**Exercise**
Write each entry out once more, please, precisely as shown.

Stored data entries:

use crate::{ContentDigest, ObjectKey, Result};
use async_trait::async_trait;
use chrono::{DateTime, Utc};
use std::path::Path;

#[derive(Debug, Clone, Copy, PartialEq, Eq)]
pub enum StoreType {
    Memory,
    Local,
    S3,
}

/// What a store knows about an object without transferring it.
#[derive(Debug, Clone, PartialEq, Eq)]
pub struct ObjectInfo {
    pub key: ObjectKey,
    /// Byte length, when the store reported one. An unknown length never
    /// matches a local file.
    pub size: Option<u64>,
    pub modified: Option<DateTime<Utc>>,
}

/// Remote blob service holding content-addressed objects.
///
/// Keys are derived from content, so an existing object is never replaced
/// with different bytes and concurrent puts to one key are idempotent.
#[async_trait]
pub trait RemoteStore: Send + Sync {
    /// Verifies the store is reachable before any file is processed.
    async fn init(&self) -> Result<()> {
        Ok(())
    }

    /// `Ok(None)` when no object exists at `key`. A present empty object is
    /// `Some` with size 0.
    async fn stat(&self, key: &ObjectKey) -> Result<Option<ObjectInfo>>;

    /// SHA-256 of the stored object, if the store can report one.
    async fn checksum(&self, _key: &ObjectKey) -> Result<Option<ContentDigest>> {
        Ok(None)
    }

    /// Uploads the full content of `path` to `key`. `digest` is the hash the
    /// caller computed for that content; stores that support server-side
    /// integrity checks should reject a body that does not match it.
    async fn put_file(&self, key: &ObjectKey, path: &Path, digest: &ContentDigest) -> Result<()>;

    fn store_type(&self) -> StoreType;
}

#[async_trait]
impl<S: RemoteStore + ?Sized> RemoteStore for std::sync::Arc<S> {
    async fn init(&self) -> Result<()> {
        (**self).init().await
    }

    async fn stat(&self, key: &ObjectKey) -> Result<Option<ObjectInfo>> {
        (**self).stat(key).await
    }

    async fn checksum(&self, key: &ObjectKey) -> Result<Option<ContentDigest>> {
        (**self).checksum(key).await
    }

    async fn put_file(&self, key: &ObjectKey, path: &Path, digest: &ContentDigest) -> Result<()> {
        (**self).put_file(key, path, digest).await
    }

    fn store_type(&self) -> StoreType {
        (**self).store_type()
    }
}

#[async_trait]
impl<S: RemoteStore + ?Sized> RemoteStore for Box<S> {
    async fn init(&self) -> Result<()> {
        (**self).init().await
    }

    async fn stat(&self, key: &ObjectKey) -> Result<Option<ObjectInfo>> {
        (**self).stat(key).await
    }

    async fn checksum(&self, key: &ObjectKey) -> Result<Option<ContentDigest>> {
        (**self).checksum(key).await
    }

    async fn put_file(&self, key: &ObjectKey, path: &Path, digest: &ContentDigest) -> Result<()> {
        (**self).put_file(key, path, digest).await
    }

    fn store_type(&self) -> StoreType {
        (**self).store_type()
    }
}
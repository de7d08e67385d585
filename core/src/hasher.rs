use crate::{ContentDigest, Result};
use sha2::{Digest, Sha256};
use std::path::Path;
use tokio::fs::File;
use tokio::io::{AsyncRead, AsyncReadExt};

pub const DEFAULT_BUFFER_SIZE: usize = 128 * 1024;

/// Streams a file through SHA-256 in fixed-size reads.
#[derive(Debug, Clone)]
pub struct FileHasher {
    buffer_size: usize,
}

impl FileHasher {
    pub fn new(buffer_size: usize) -> Self {
        Self {
            buffer_size: buffer_size.max(1),
        }
    }

    pub fn buffer_size(&self) -> usize {
        self.buffer_size
    }

    /// Reads `reader` to end of stream. Read errors are returned as-is.
    pub async fn hash_reader<R: AsyncRead + Unpin>(&self, mut reader: R) -> Result<ContentDigest> {
        let mut hasher = Sha256::new();
        let mut buffer = vec![0u8; self.buffer_size];

        loop {
            let n = reader.read(&mut buffer).await?;
            if n == 0 {
                break;
            }
            hasher.update(&buffer[..n]);
        }

        Ok(ContentDigest::new(hasher.finalize().into()))
    }

    pub async fn hash_file<P: AsRef<Path>>(&self, path: P) -> Result<ContentDigest> {
        let file = File::open(path.as_ref()).await?;
        self.hash_reader(file).await
    }
}

impl Default for FileHasher {
    fn default() -> Self {
        Self::new(DEFAULT_BUFFER_SIZE)
    }
}
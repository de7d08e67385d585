use indicatif::{ProgressBar, ProgressStyle};
use shardcas_core::{FileOutcome, FileReport, FileToProcess, ProgressSink};

/// Progress bar over the number of files processed.
pub struct BarProgress {
    bar: ProgressBar,
}

impl BarProgress {
    pub fn new(total_files: u64) -> Self {
        let bar = ProgressBar::new(total_files);
        bar.set_style(
            ProgressStyle::default_bar()
                .template("{bar:40.cyan/blue} {pos:>7}/{len:7} {msg}")
                .unwrap_or_else(|_| ProgressStyle::default_bar()),
        );
        Self { bar }
    }

    pub fn finish(&self) {
        self.bar.finish_with_message("Files processed");
    }
}

impl ProgressSink for BarProgress {
    fn file_started(&self, file: &FileToProcess) {
        let name = file
            .path
            .file_name()
            .map(|n| n.to_string_lossy().to_string())
            .unwrap_or_default();
        self.bar.set_message(format!("Processing {}", name));
    }

    fn file_finished(&self, report: &FileReport) {
        if let FileOutcome::Failed { error } = &report.outcome {
            self.bar
                .println(format!("failed: {} ({})", report.path.display(), error));
        }
        self.bar.inc(1);
    }
}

**Solution below**
use crate::{ContentDigest, ObjectKey, Result};
use async_trait::async_trait;
use chrono::{DateTime, Utc};
use std::path::Path;

#[derive(Debug, Clone, Copy, PartialEq, Eq)]
pub enum StoreType {
    Memory,
    Local,
    S3,
}

/// What a store knows about an object without transferring it.
#[derive(Debug, Clone, PartialEq, Eq)]
pub struct ObjectInfo {
    pub key: ObjectKey,
    /// Byte length, when the store reported one. An unknown length never
    /// matches a local file.
    pub size: Option<u64>,
    pub modified: Option<DateTime<Utc>>,
}

/// Remote blob service holding content-addressed objects.
///
/// Keys are derived from content, so an existing object is never replaced
/// with different bytes and concurrent puts to one key are idempotent.
#[async_trait]
pub trait RemoteStore: Send + Sync {
    /// Verifies the store is reachable before any file is processed.
    async fn init(&self) -> Result<()> {
        Ok(())
    }

    /// `Ok(None)` when no object exists at `key`. A present empty object is
    /// `Some` with size 0.
    async fn stat(&self, key: &ObjectKey) -> Result<Option<ObjectInfo>>;

    /// SHA-256 of the stored object, if the store can report one.
    async fn checksum(&self, _key: &ObjectKey) -> Result<Option<ContentDigest>> {
        Ok(None)
    }

    /// Uploads the full content of `path` to `key`. `digest` is the hash the
    /// caller computed for that content; stores that support server-side
    /// integrity checks should reject a body that does not match it.
    async fn put_file(&self, key: &ObjectKey, path: &Path, digest: &ContentDigest) -> Result<()>;

    fn store_type(&self) -> StoreType;
}

#[async_trait]
impl<S: RemoteStore + ?Sized> RemoteStore for std::sync::Arc<S> {
    async fn init(&self) -> Result<()> {
        (**self).init().await
    }

    async fn stat(&self, key: &ObjectKey) -> Result<Option<ObjectInfo>> {
        (**self).stat(key).await
    }

    async fn checksum(&self, key: &ObjectKey) -> Result<Option<ContentDigest>> {
        (**self).checksum(key).await
    }

    async fn put_file(&self, key: &ObjectKey, path: &Path, digest: &ContentDigest) -> Result<()> {
        (**self).put_file(key, path, digest).await
    }

    fn store_type(&self) -> StoreType {
        (**self).store_type()
    }
}

#[async_trait]
impl<S: RemoteStore + ?Sized> RemoteStore for Box<S> {
    async fn init(&self) -> Result<()> {
        (**self).init().await
    }

    async fn stat(&self, key: &ObjectKey) -> Result<Option<ObjectInfo>> {
        (**self).stat(key).await
    }

    async fn checksum(&self, key: &ObjectKey) -> Result<Option<ContentDigest>> {
        (**self).checksum(key).await
    }

    async fn put_file(&self, key: &ObjectKey, path: &Path, digest: &ContentDigest) -> Result<()> {
        (**self).put_file(key, path, digest).await
    }

    fn store_type(&self) -> StoreType {
        (**self).store_type()
    }
}
repository de7d08e67385d585
filename core/src/hasher.rs
use crate::{ContentDigest, Result};
use sha2::{Digest, Sha256};
use std::path::Path;
use tokio::fs::File;
use tokio::io::{AsyncRead, AsyncReadExt};

pub const DEFAULT_BUFFER_SIZE: usize = 128 * 1024;

/// Streams a file through SHA-256 in fixed-size reads.
#[derive(Debug, Clone)]
pub struct FileHasher {
    buffer_size: usize,
}

impl FileHasher {
    pub fn new(buffer_size: usize) -> Self {
        Self {
            buffer_size: buffer_size.max(1),
        }
    }

    pub fn buffer_size(&self) -> usize {
        self.buffer_size
    }

    /// Reads `reader` to end of stream. Read errors are returned as-is.
    pub async fn hash_reader<R: AsyncRead + Unpin>(&self, mut reader: R) -> Result<ContentDigest> {
        let mut hasher = Sha256::new();
        let mut buffer = vec![0u8; self.buffer_size];

        loop {
            let n = reader.read(&mut buffer).await?;
            if n == 0 {
                break;
            }
            hasher.update(&buffer[..n]);
        }

        Ok(ContentDigest::new(hasher.finalize().into()))
    }

    pub async fn hash_file<P: AsRef<Path>>(&self, path: P) -> Result<ContentDigest> {
        let file = File::open(path.as_ref()).await?;
        self.hash_reader(file).await
    }
}

impl Default for FileHasher {
    fn default() -> Self {
        Self::new(DEFAULT_BUFFER_SIZE)
    }
}
repository de7d08e67385d585
use indicatif::{ProgressBar, ProgressStyle};
use shardcas_core::{FileOutcome, FileReport, FileToProcess, ProgressSink};

/// Progress bar over the number of files processed.
pub struct BarProgress {
    bar: ProgressBar,
}

impl BarProgress {
    pub fn new(total_files: u64) -> Self {
        let bar = ProgressBar::new(total_files);
        bar.set_style(
            ProgressStyle::default_bar()
                .template("{bar:40.cyan/blue} {pos:>7}/{len:7} {msg}")
                .unwrap_or_else(|_| ProgressStyle::default_bar()),
        );
        Self { bar }
    }

    pub fn finish(&self) {
        self.bar.finish_with_message("Files processed");
    }
}

impl ProgressSink for BarProgress {
    fn file_started(&self, file: &FileToProcess) {
        let name = file
            .path
            .file_name()
            .map(|n| n.to_string_lossy().to_string())
            .unwrap_or_default();
        self.bar.set_message(format!("Processing {}", name));
    }

    fn file_finished(&self, report: &FileReport) {
        if let FileOutcome::Failed { error } = &report.outcome {
            self.bar
                .println(format!("failed: {} ({})", report.path.display(), error));
        }
        self.bar.inc(1);
    }
}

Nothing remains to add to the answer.